Imagem meramente ilustrativa - Foto: Divulgação/Cáritas-RJ

Uma pesquisa recente sobre Índice de Progresso Social (IPS), realizada pela Prefeitura do Rio de Janeiro e analisada pelo Instituto Rio21, aponta que o nível de tolerância e inclusão na capital fluminense progrediu nos últimos 5 anos.

Em 2016, o Rio obteve 64,14 pontos percentuais, número considerado não muito satisfatório – embora esteja acima dos 50. No entanto, de 2018 para cá, é possível notar uma evolução. No referido ano, o índice foi ampliado para 74,14. Já em 2020, para 77,05, ou seja, um aumento de 12,91 pontos em relação a 2016.
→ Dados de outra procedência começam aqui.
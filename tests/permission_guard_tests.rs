//! Server-side role enforcement: guests are read-only, non-admins cannot
//! reach management surfaces, station scoping holds on reads.

use axum::{
    body::Body,
    http::{Request, StatusCode, header},
};
use http_body_util::BodyExt;
use sea_orm::{DatabaseBackend, MockDatabase};
use tower::ServiceExt;

use wimarc::db::enums::UserRole;

mod common;

fn authed(token: &str, method: &str, uri: &str, body: Body) -> Request<Body> {
    Request::builder()
        .method(method)
        .uri(uri)
        .header(header::AUTHORIZATION, format!("Bearer {token}"))
        .header(header::CONTENT_TYPE, "application/json")
        .body(body)
        .unwrap()
}

#[tokio::test]
async fn guest_cannot_ingest_readings() {
    let (app, config) = common::create_test_app(common::mock_db());
    let token = common::create_test_jwt("user-g", "guest1", UserRole::Guest, &config.jwt_secret);

    let response = app
        .oneshot(authed(
            &token,
            "POST",
            "/api/stations/weather-1/readings",
            Body::from(r#"{"airTemperature": 25.0}"#),
        ))
        .await
        .unwrap();

    assert_eq!(response.status(), StatusCode::FORBIDDEN);
}

#[tokio::test]
async fn guest_cannot_view_sim_payments() {
    let (app, config) = common::create_test_app(common::mock_db());
    let token = common::create_test_jwt("user-g", "guest1", UserRole::Guest, &config.jwt_secret);

    let response = app
        .oneshot(authed(&token, "GET", "/api/sim-payments", Body::empty()))
        .await
        .unwrap();

    assert_eq!(response.status(), StatusCode::FORBIDDEN);
}

#[tokio::test]
async fn non_admin_cannot_list_users() {
    let (app, config) = common::create_test_app(common::mock_db());
    let token = common::create_test_jwt("user-1", "user1", UserRole::User, &config.jwt_secret);

    let response = app
        .oneshot(authed(&token, "GET", "/api/users", Body::empty()))
        .await
        .unwrap();

    assert_eq!(response.status(), StatusCode::FORBIDDEN);
}

#[tokio::test]
async fn non_admin_cannot_create_stations() {
    let (app, config) = common::create_test_app(common::mock_db());
    let token = common::create_test_jwt("user-1", "user1", UserRole::User, &config.jwt_secret);

    let payload = serde_json::json!({
        "name": "Rogue Station",
        "type": "weather",
        "location": {"lat": 0.0, "lng": 0.0, "address": "nowhere"},
        "status": "online",
    });

    let response = app
        .oneshot(authed(
            &token,
            "POST",
            "/api/stations",
            Body::from(payload.to_string()),
        ))
        .await
        .unwrap();

    assert_eq!(response.status(), StatusCode::FORBIDDEN);
}

#[tokio::test]
async fn non_admin_cannot_enumerate_permissions() {
    let (app, config) = common::create_test_app(common::mock_db());
    let token = common::create_test_jwt("user-1", "user1", UserRole::User, &config.jwt_secret);

    let response = app
        .oneshot(authed(&token, "GET", "/api/permissions", Body::empty()))
        .await
        .unwrap();

    assert_eq!(response.status(), StatusCode::FORBIDDEN);
}

#[tokio::test]
async fn non_admin_cannot_manage_sim_cards() {
    let (app, config) = common::create_test_app(common::mock_db());
    let token = common::create_test_jwt("user-1", "user1", UserRole::User, &config.jwt_secret);

    let response = app
        .oneshot(authed(&token, "GET", "/api/sim-cards", Body::empty()))
        .await
        .unwrap();

    assert_eq!(response.status(), StatusCode::FORBIDDEN);
}

#[tokio::test]
async fn user_cannot_read_station_outside_permitted_set() {
    // The scope lookup reads the caller's row; weather-2 is not granted.
    let caller = common::test_user("user-1", "user1", UserRole::User, &["weather-1"], "unused");
    let db = MockDatabase::new(DatabaseBackend::Postgres)
        .append_query_results([vec![caller]])
        .into_connection();
    let (app, config) = common::create_test_app(db);
    let token = common::create_test_jwt("user-1", "user1", UserRole::User, &config.jwt_secret);

    let response = app
        .oneshot(authed(&token, "GET", "/api/stations/weather-2", Body::empty()))
        .await
        .unwrap();

    assert_eq!(response.status(), StatusCode::FORBIDDEN);
}

#[tokio::test]
async fn user_station_listing_is_scoped_to_grants() {
    use wimarc::db::entities::station;
    use wimarc::db::enums::{StationStatus, StationType};

    let caller = common::test_user("user-1", "user1", UserRole::User, &["weather-1"], "unused");
    let granted = station::Model {
        id: "weather-1".to_string(),
        name: "Weather Station 1".to_string(),
        station_type: StationType::Weather,
        latitude: 13.7563,
        longitude: 100.5018,
        address: "North Field".to_string(),
        status: StationStatus::Online,
        last_data_time: None,
        sim_card_id: None,
        image_url: None,
        description: "demo".to_string(),
    };
    // First query: the caller's row; second: stations narrowed to the grants.
    let db = MockDatabase::new(DatabaseBackend::Postgres)
        .append_query_results([vec![caller]])
        .append_query_results([vec![granted]])
        .into_connection();
    let (app, config) = common::create_test_app(db);
    let token = common::create_test_jwt("user-1", "user1", UserRole::User, &config.jwt_secret);

    let response = app
        .oneshot(authed(&token, "GET", "/api/stations", Body::empty()))
        .await
        .unwrap();

    assert_eq!(response.status(), StatusCode::OK);
    let body = response.into_body().collect().await.unwrap().to_bytes();
    let stations: serde_json::Value = serde_json::from_slice(&body).unwrap();
    assert_eq!(stations.as_array().unwrap().len(), 1);
    assert_eq!(stations[0]["id"], "weather-1");
}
O cálculo do índice de tolerância e inclusão leva em consideração 3 aspectos: violência contra a mulher, homicídios de jovens negros e vulnerabilidade familiar. No primeiro item, a quantidade de ocorrências de crimes de violência físicas, que incluem homicídio doloso, tentativa de homicídio e lesão corporal dolosa, e de violência sexual, isto é, estupro e tentativa de estupro, caíram desde 2016. Entretanto, a taxa de 2020 foi superior à de 2018. Enquanto, em 2016, foram registradas 353,56 denúncias de violência contra a mulher a cada 100 mil habitantes, esse valor caiu para 270 em 2020, representando uma redução de 82,62 casos.

Já em relação à taxa de homicídios de jovens negros, ela também diminuiu. Em 2016, a cada 100 mil habitantes, 9 jovens pretos e pardos foram assassinados. Em contrapartida, em 2020 esse número havia caído quase pela metade: foram registrados 4,96 homicídios de jovens negros por 100 mil habitantes.

De modo semelhante, o indicador de vulnerabilidade familiar também presenciou uma queda nos últimos 5 anos, porém de modo bem mais tímido. Em 2016, estimou-se que 2,29% dos domicílios possuíam uma mulher com o ensino fundamental incompleto como responsável e filho(s) de até 10 anos ou economicamente inativo(s). Já em 2020, a estimativa caiu para 2,02%, uma pequena diferença de 0,27 pontos percentuais.